Derler ya hep “Edep Ya Hu!”. Sormalı önce bu edep dedikleri ne ya hu? Öyle değil mi? Edebin ne olduğunu bilmeyenden nasıl edep beklenir. Hatta şu ahir zamanda. Önce edebi öğrenmeli, sonra edep talep edilmeli. Peki nedir edeb? Biz edebi kimden öğrendik veya öğreniriz?

Elbette ki "Rabbim bana edebi, güzel bir surette ihsan etmiş, edeblendirmiş" diyen Peygamber Efendimiz (a.s.m)’dan. İslami ahlakın temel öğreticisi ve mürebbisi şüphesiz bizim Peygamberimizdir. Edebi de ondan öğreniriz. Onun edebi ise sünnet-i seniyyesidir. Bakın Efendimiz sünnetine uymak için nasıl bir teşvikte bulunuyor: “Fesad-ı ümmetim zamanında kim benim sünnetime sımsıkı sarılırsa ona yüz şehid sevabı vardır.”

Kur’an-ı Kerim'de ise O’na uymak şu şekilde teşvik ediliyor: “De ki; Eğer siz Allahı seviyorsanız hemen bana uyun ki Allah da sizleri sevsin” (Al-i İmran;31)

Her halinde ve her tavrında bizlere ömür boyu tatbik edeceğimiz, hem sıhhatimiz hem ahiretimiz için Peygamber Efendimizin sünneti edeb olarak yeterlidir. O’nun uyguladığı her halin bir hikmeti olduğunu aradan 1400 yıl geçtikten sonra ilmen dahi tespit etmişiz.

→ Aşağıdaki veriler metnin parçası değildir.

//! Import and export service implementations.
//!
//! Orchestrates format adapters, paginated retrieval and task tracking.

pub mod export;
pub mod import;

pub use export::{DocumentRetriever, ExportOptions, ExportResult, Exporter, export_documents};
pub use import::{ImportOptions, ImportResult, ImportService};
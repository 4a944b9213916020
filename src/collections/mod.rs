//! Demand-driven collections over paginated sources.
//!
//! [`LazyCollection`] turns an `(offset, limit)` page API into a stream that
//! only fetches the next page once the current one has been consumed.
//! [`process_by_chunks`] drains such a stream into fixed-size batches.

mod chunks;
mod lazy;

pub use chunks::{DEFAULT_CHUNK_SIZE, process_by_chunks};
pub use lazy::{DEFAULT_BATCH_SIZE, LazyCollection, LazyCollectionOptions, Page, Retriever};
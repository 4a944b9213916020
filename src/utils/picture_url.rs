//! Image URL detection for document previews.

use reqwest::Url;
use serde_json::Value;

const PICTURE_EXTENSIONS: [&str; 5] = [".jpg", ".jpeg", ".gif", ".png", ".webp"];

/// Returns whether `value` is an `http`/`https` URL pointing at an image.
///
/// Only the path is checked, so query strings do not matter. Unparsable URLs
/// are not pictures.
#[must_use]
pub fn looks_like_a_picture_url(value: &Value) -> bool {
    let Some(text) = value.as_str() else {
        return false;
    };
    if !text.starts_with("http") {
        return false;
    }
    Url::parse(text).is_ok_and(|url| {
        let path = url.path().to_lowercase();
        PICTURE_EXTENSIONS.iter().any(|ext| path.ends_with(ext))
    })
}

#[cfg(test)]
mod tests {
    use super::*;
    use serde_json::json;
    use test_case::test_case;

    #[test_case(json!("https://image.tmdb.org/t/p/w500/poster.jpg"), true ; "jpg")]
    #[test_case(json!("http://cdn.example.com/a/B.PNG?size=large"), true ; "uppercase with query")]
    #[test_case(json!("https://example.com/cat.webp"), true ; "webp")]
    #[test_case(json!("https://example.com/page.html"), false ; "html")]
    #[test_case(json!("https://example.com/?file=a.jpg"), false ; "extension in query only")]
    #[test_case(json!("ftp://example.com/a.jpg"), false ; "not http")]
    #[test_case(json!("http://"), false ; "unparsable")]
    #[test_case(json!(42), false ; "number")]
    #[test_case(Value::Null, false ; "null")]
    fn test_looks_like_a_picture_url(value: Value, expected: bool) {
        assert_eq!(looks_like_a_picture_url(&value), expected);
    }
}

Bir Müslümanın yaşantısı nasıl olmalı?

Günün başlangıcından gecenin uykusuna kadar, heladan hayaya, yemekten emeğe, ahlaktan evlenmeye, hastalıktan sağlığa her alanda uygulanmış bir sünneti, bir edebi var Efendimizin. Dünyada misli olmayan bir öğreti bu. Hiçbir peygamberin bırakamadığı bir miras. Her Müslümanın da başta öğrenmesi gereken bir ahlak. Bir eve girildiğinde, ahbapla karşılaşıldığında, uyumak için hazırlanıldığında ve her halimizde O’na uyabileceğimiz bir sünnet olduğunu beyan eden İmam Beyhaki, güzelce tertiplediği El-Adab eserinde bizlere büyük bir hazine sunmuş.

Eserde Peygamber efendimizin kronolojik bir yaşam düzeninden ziyade kişisel veya toplum hayatında önemli görülen meseleler konularına göre toplanmış. Her ne kadar vasat bir Müslüman az-çok hadis bilse de, buradaki hadis-i şeriflerin büyük kısmı yaşamış olduğumuz hayatta şahsi ve içtimai dünya-ahiret terakkimizi esas alır. Bizlerin kimlik inşasında önemli bir rehberin sünnet olması hasebiyle, izlenecek yol nebevi edepten geçecektir. İmam-ı Beyhaki ise bu eserde bizlere “Bir Müslümanın yaşantısı nasıl olmalı?” sorusunun cevabını vermektedir.

O’nun (a.s.m) sünnetine uymakla aynı zamanda her anımızı da ibadete çevirebilirmişiz meğer. Çünkü küçük bir fiilde O’nu hatırlamak bize Allah’ı da hatırlatacaktır. Dolayısıyla bize bir nevi huzur verecektir. Allah’ın huzuru olmadıktan sonra başka edeb işe yarar mı?

Bu yüzden, ‘El-Adab’ adlı eseri her Müslümanın hayatında birkaç defa okuması gerekir. Uygulaması için de bilhassa gayret etmek, bir edeb numunesi olmak elzemdir. Başta ayetin ihbarıyla, sonra hadisin müjdesiyle, sevgili kul olmanın ve ahiret zenginliğinin yolu işbu sünnet-i seniyye dairesindeki edebtir. Sünnet harici dairedeki edep, hakiki edebi terk etmektir. “Edeb ya hu” demeden önce sünnet dairesindeki edebi başta öğrenmek, sonra öğretmek bu zamanda Müslüman olarak büyük vazifelerimizden biridir.